The Tabasco Factory is near and the tour was pretty interesting. The store, of course, sells all things Tabasco and we even sampled jalapeno ice cream, which was quite good. One impressive thing is that they don't throw away anything in the manufacturing process. Every part of the pepper is sold in some form, and even the barrels used for the 3 year aging process, after 21 years or so, are chopped up and sold as wood chips for BBQing.

Food, of course, is a huge part of the Cajun culture, and we did our best to sample as much as we could. Roadfood.com recommended Dwyers in Lafayette. It is cafeteria style, and they were already out of quite a few items, but luckily had one cabbage roll left, so we stayed. It was just simple comfort food, but oh so tasty – the seasoning is the deal here. We discovered Joey's, a grocery and catering firm that sells all kinds of frozen housemade Cajun specialties. I bought five meals worth for evenings, and we continued eating out for lunch. The two Joey's meals we have had so far have been excellent and I just wish I had a bigger freezer. I do love this Cajun food!!

Thursday, November 29, 2007

Our next stop was the Elks Lodge in Alexandria, VA, just a few miles from the homes of two sets of friends who were on our agenda. Saturday afternoon and evening, we spent with Duncan and Natasha Crundwell, who have a lovely condo just a few blocks from Old Town Alexandria. The next day we visited Phill and Sharon Jourdan. He is a long time friend of Dick’s and the judge who married us. After treating us to a great lunch, we headed downtown with their son David to tour the National Building Museum and the Museum of American Art and Portrait Gallery. Both buildings were just beautiful, and I especially enjoyed the Kathryn Hepburn exhibit. We went through the gallery of the official presidential portraits – a gentleman at the front desk had told us that President Clinton’s portrait had been removed and replaced with a photograph. He didn’t know exactly why or when it would be replaced. When we went through we were surprised to see a photograph that looked like something taken in those photo machines at amusement parks. I would love to know the story behind that.

We moved up to Cherry Hill Park in College Park, MD to await the arrival of my sister and her husband. They successfully navigated the Metro system and arrived at a station 3 miles from our park – what a great invention the Metro is – we folks from Detroit and southern California aren’t used to such a common sense way to travel in big cities. For the next 5 days we were sight seeing at full speed, although we took plenty of coffee/treat, lunch, and afternoon beer stops. We spent the first day in the House and Senate galleries watching our legislative branch in action. We heard Barney Frank make an impassioned plea for job protection rights for homosexuals in the House, and watched a vote in the Senate. The votes are always fun since that is the only time that all the Senators make an appearance on the floor. Of course, none of the “presidentials” were in attendance. Security is much tighter than before 9/11 in that you can no longer just walk into the Capitol, but I was surprised that we still had open access to the office buildings of both branches and the little subway that takes the legislators to the Capitol. As before, we were impressed with how friendly and helpful everyone was. Later, we stopped in the Hawk and Dove Tavern for a drink – I always enjoy eavesdropping on the conversations, most of which involve something going on in politics or government.

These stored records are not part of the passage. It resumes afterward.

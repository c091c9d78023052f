use crate::commands::error::CommandResult;
use crate::commands::{
    argument::ArgumentType, argument_parser::split_arguments, context::ExecutionContext,
    node::CommandNode, registry::CommandRegistry,
};
use crate::plugin::pandabroadcast::{BROADCAST_PERMISSION, RELOAD_PERMISSION};
use tracing::{error, info};

pub(super) fn register_commands(registry: &mut CommandRegistry) {
    registry.register(
        CommandNode::literal("broadcast")
            .require_permission(BROADCAST_PERMISSION)
            .then(
                CommandNode::argument("arguments", ArgumentType::greedy_string()).executes(|ctx| {
                    let arguments = split_arguments(&ctx.args().get_greedy("arguments")?);
                    ctx.plugins
                        .pandabroadcast
                        .broadcast(ctx.sender_name(), &arguments)?;
                    Ok(())
                }),
            ),
    );

    // Subcommands match case-insensitively and ignore anything after them.
    registry.register(
        CommandNode::literal("pandabroadcast").executes(exec_help).then(
            CommandNode::argument("subcommand", ArgumentType::string())
                .executes(exec_subcommand)
                .then(CommandNode::argument("rest", ArgumentType::greedy_string()).executes(exec_subcommand)),
        ),
    );
}

fn exec_subcommand(ctx: &mut ExecutionContext<'_>) -> CommandResult<()> {
    let subcommand = ctx.args().get_string("subcommand")?;
    if subcommand.eq_ignore_ascii_case("reload") && ctx.has_permission(RELOAD_PERMISSION) {
        exec_reload(ctx)
    } else {
        exec_help(ctx)
    }
}

fn exec_reload(ctx: &mut ExecutionContext<'_>) -> CommandResult<()> {
    if let Err(err) = ctx.plugins.pandabroadcast.reload() {
        error!("Failed to reload PandaBroadcast configuration: {}", err);
    }
    ctx.reply("<green>PandaBroadcast configuration reloaded!");
    info!("PandaBroadcast configuration reloaded by {}", ctx.sender_name());
    Ok(())
}

fn exec_help(ctx: &mut ExecutionContext<'_>) -> CommandResult<()> {
    ctx.reply("<gold>PandaBroadcast Commands:");
    ctx.reply("<yellow>/broadcast <message> <gray>- Send a message to all servers");
    ctx.reply("<yellow>/broadcast <servers> <message> <gray>- Send a message to specific servers");
    if ctx.has_permission(RELOAD_PERMISSION) {
        ctx.reply("<yellow>/pandabroadcast reload <gray>- Reload the configuration");
    }
    Ok(())
}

We spent a day in Annapolis, a beautiful and historic town on Chesapeake Bay, and of course the home of the US Naval Academy. After a trolley tour, we had a great lunch at the Galway Irish Pub….its a beautiful place and serves amazing crab cakes. There is also a free tour of the State House – the oldest in America and the place that George Washington gave up his commission – that is worth taking. The Academy is impressive and in a beautiful setting. I was a little sad looking at all those high achieving hard working kids, wondering what might be in store for them in these unsettled times.

As it turns out, we were there for Veterans Day and the 25th anniversary of the Vietnam Wall. There were veterans everywhere and they had a stage set up in front of the wall where they spent 65 hours reading all the names. The weather was in the 40s and drizzly, but we agreed that somehow that was appropriate. The Korean monument is always moving as is the one for the civilian nurses, the “Donut Dollies”. I talked with one of them who was there for the ceremonies – the effects of that time were still very much with her.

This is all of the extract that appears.